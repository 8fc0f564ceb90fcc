//! Resource limits: soft/hard ceilings for frames, operand stacks, locals
//! and globals, plus the growth and heap-backup switches.
//!
//! Sizes are stored in bytes. Each slot accounts for [`SLOT_BYTES`] bytes,
//! so a 1 KiB operand stack holds 32 values.

use serde::{Deserialize, Serialize};
use std::fmt;
use thiserror::Error;

/// Bytes charged per arena or stack slot.
pub const SLOT_BYTES: u64 = 32;

const MIB: f64 = 1024.0 * 1024.0;

#[derive(Debug, Clone, PartialEq, Eq, Error)]
pub enum ConfigError {
    #[error("invalid character '{ch}' found at index {index} in size '{value}'")]
    InvalidSize {
        value: String,
        ch: char,
        index: usize,
    },
    #[error("size '{0}' is empty or too large")]
    SizeOverflow(String),
    #[error("{resource}: soft maximum {soft} exceeds hard maximum {hard}")]
    SoftExceedsHard {
        resource: &'static str,
        soft: u64,
        hard: u64,
    },
    #[error("{key} must be between {min} and {max}, got {value}")]
    OutOfRange {
        key: String,
        value: u64,
        min: u64,
        max: u64,
    },
}

/// Parse a size such as `4096`, `"64K"`, `"512M"` or `"1G"`.
pub fn parse_size(text: &str) -> Result<u64, ConfigError> {
    let trimmed = text.trim();
    let (digits, multiplier) = match trimmed.char_indices().last() {
        Some((i, 'K' | 'k')) => (&trimmed[..i], 1u64 << 10),
        Some((i, 'M' | 'm')) => (&trimmed[..i], 1u64 << 20),
        Some((i, 'G' | 'g')) => (&trimmed[..i], 1u64 << 30),
        _ => (trimmed, 1),
    };
    if let Some((index, ch)) = digits.char_indices().find(|(_, c)| !c.is_ascii_digit()) {
        return Err(ConfigError::InvalidSize {
            value: text.to_string(),
            ch,
            index,
        });
    }
    digits
        .parse::<u64>()
        .ok()
        .and_then(|n| n.checked_mul(multiplier))
        .ok_or_else(|| ConfigError::SizeOverflow(text.to_string()))
}

mod byte_size {
    use serde::{Deserialize, Deserializer, Serializer};

    #[derive(Deserialize)]
    #[serde(untagged)]
    enum Repr {
        Bytes(u64),
        Text(String),
    }

    pub fn serialize<S: Serializer>(value: &u64, serializer: S) -> Result<S::Ok, S::Error> {
        serializer.serialize_u64(*value)
    }

    pub fn deserialize<'de, D: Deserializer<'de>>(deserializer: D) -> Result<u64, D::Error> {
        match Repr::deserialize(deserializer)? {
            Repr::Bytes(n) => Ok(n),
            Repr::Text(s) => super::parse_size(&s).map_err(serde::de::Error::custom),
        }
    }
}

/// A soft and a hard maximum for one resource.
#[derive(Debug, Clone, Copy, PartialEq, Eq, Serialize, Deserialize)]
pub struct Ceiling {
    #[serde(with = "byte_size")]
    pub soft: u64,
    #[serde(with = "byte_size")]
    pub hard: u64,
}

impl Ceiling {
    pub const fn new(soft: u64, hard: u64) -> Self {
        Self { soft, hard }
    }

    /// Byte ceiling sized for the given number of slots.
    pub const fn slots(soft: u64, hard: u64) -> Self {
        Self::new(soft * SLOT_BYTES, hard * SLOT_BYTES)
    }

    /// Convert a byte ceiling to slot counts.
    pub fn in_slots(&self) -> Ceiling {
        Ceiling::new(self.soft / SLOT_BYTES, self.hard / SLOT_BYTES)
    }
}

#[derive(Debug, Clone, PartialEq, Eq, Serialize, Deserialize)]
#[serde(default)]
pub struct ResourceLimits {
    /// Grow from the soft to the hard ceiling on demand.
    pub dynamic_expansion: bool,
    /// Place arrays in globals when the frame's locals are exhausted.
    pub heap_storage_backup: bool,
    /// Number of frames on the call stack.
    pub frames: Ceiling,
    /// Operand stack bytes per frame.
    pub stack: Ceiling,
    /// Locals arena bytes per frame.
    pub locals: Ceiling,
    /// Globals arena bytes.
    pub globals: Ceiling,
}

impl Default for ResourceLimits {
    fn default() -> Self {
        Self {
            dynamic_expansion: true,
            heap_storage_backup: true,
            frames: Ceiling::new(512, 1024),
            stack: Ceiling::new(1 << 10, 1 << 13),
            locals: Ceiling::new(1 << 16, 1 << 17),
            globals: Ceiling::new(1 << 20, 1 << 29),
        }
    }
}

impl ResourceLimits {
    /// Check every ceiling, returning all problems found.
    pub fn validate(&self) -> Vec<ConfigError> {
        let mut errors = Vec::new();
        let checks: [(&'static str, Ceiling, u64, u64); 4] = [
            ("frames", self.frames, 1, 1 << 14),
            ("stack_size", self.stack, SLOT_BYTES, 1 << 20),
            ("locals", self.locals, SLOT_BYTES, 1 << 20),
            ("globals", self.globals, SLOT_BYTES, 1 << 32),
        ];
        for (resource, ceiling, min, max) in checks {
            for (suffix, value) in [("soft_max", ceiling.soft), ("hard_max", ceiling.hard)] {
                if value < min || value > max {
                    errors.push(ConfigError::OutOfRange {
                        key: format!("{}_{}", resource, suffix),
                        value,
                        min,
                        max,
                    });
                }
            }
            if ceiling.soft > ceiling.hard {
                errors.push(ConfigError::SoftExceedsHard {
                    resource,
                    soft: ceiling.soft,
                    hard: ceiling.hard,
                });
            }
        }
        errors
    }

    /// Validate, failing on the first problem.
    pub fn validated(self) -> Result<Self, ConfigError> {
        match self.validate().into_iter().next() {
            Some(err) => Err(err),
            None => Ok(self),
        }
    }

    /// Worst-case footprint in bytes: every frame full plus full globals.
    pub fn estimated_usage(&self, hard: bool) -> u64 {
        let pick = |c: Ceiling| if hard { c.hard } else { c.soft };
        pick(self.frames)
            .saturating_mul(pick(self.stack).saturating_add(pick(self.locals)))
            .saturating_add(pick(self.globals))
    }
}

fn switch(enabled: bool) -> &'static str {
    if enabled {
        "enabled"
    } else {
        "disabled"
    }
}

impl fmt::Display for ResourceLimits {
    fn fmt(&self, f: &mut fmt::Formatter<'_>) -> fmt::Result {
        writeln!(f, "DynamicResourceExpansion: {}", switch(self.dynamic_expansion))?;
        writeln!(f, "HeapStorageBackup: {}", switch(self.heap_storage_backup))?;
        writeln!(f, "frames_soft_max: {} frames", self.frames.soft)?;
        writeln!(f, "frames_hard_max: {} frames", self.frames.hard)?;
        for (name, ceiling) in [
            ("stack_size", self.stack),
            ("locals", self.locals),
            ("globals", self.globals),
        ] {
            writeln!(
                f,
                "{}_soft_max: {} B ({} values)",
                name,
                ceiling.soft,
                ceiling.soft / SLOT_BYTES
            )?;
            writeln!(
                f,
                "{}_hard_max: {} B ({} values)",
                name,
                ceiling.hard,
                ceiling.hard / SLOT_BYTES
            )?;
        }
        let hard = self.estimated_usage(true) as f64 / MIB;
        if self.dynamic_expansion {
            let soft = self.estimated_usage(false) as f64 / MIB;
            writeln!(
                f,
                "Estimated VM memory usage: {:.2} MB (soft limits) - {:.2} MB (hard limits)",
                soft, hard
            )
        } else {
            writeln!(f, "Estimated VM memory usage: {:.2} MB", hard)
        }
    }
}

---+---

HOW TO COMPLETE THIS TASK » Count the lines of the listing above that include the word "SizeOverflow" and state the total with nothing else.

EXERCISE ANSWER » 2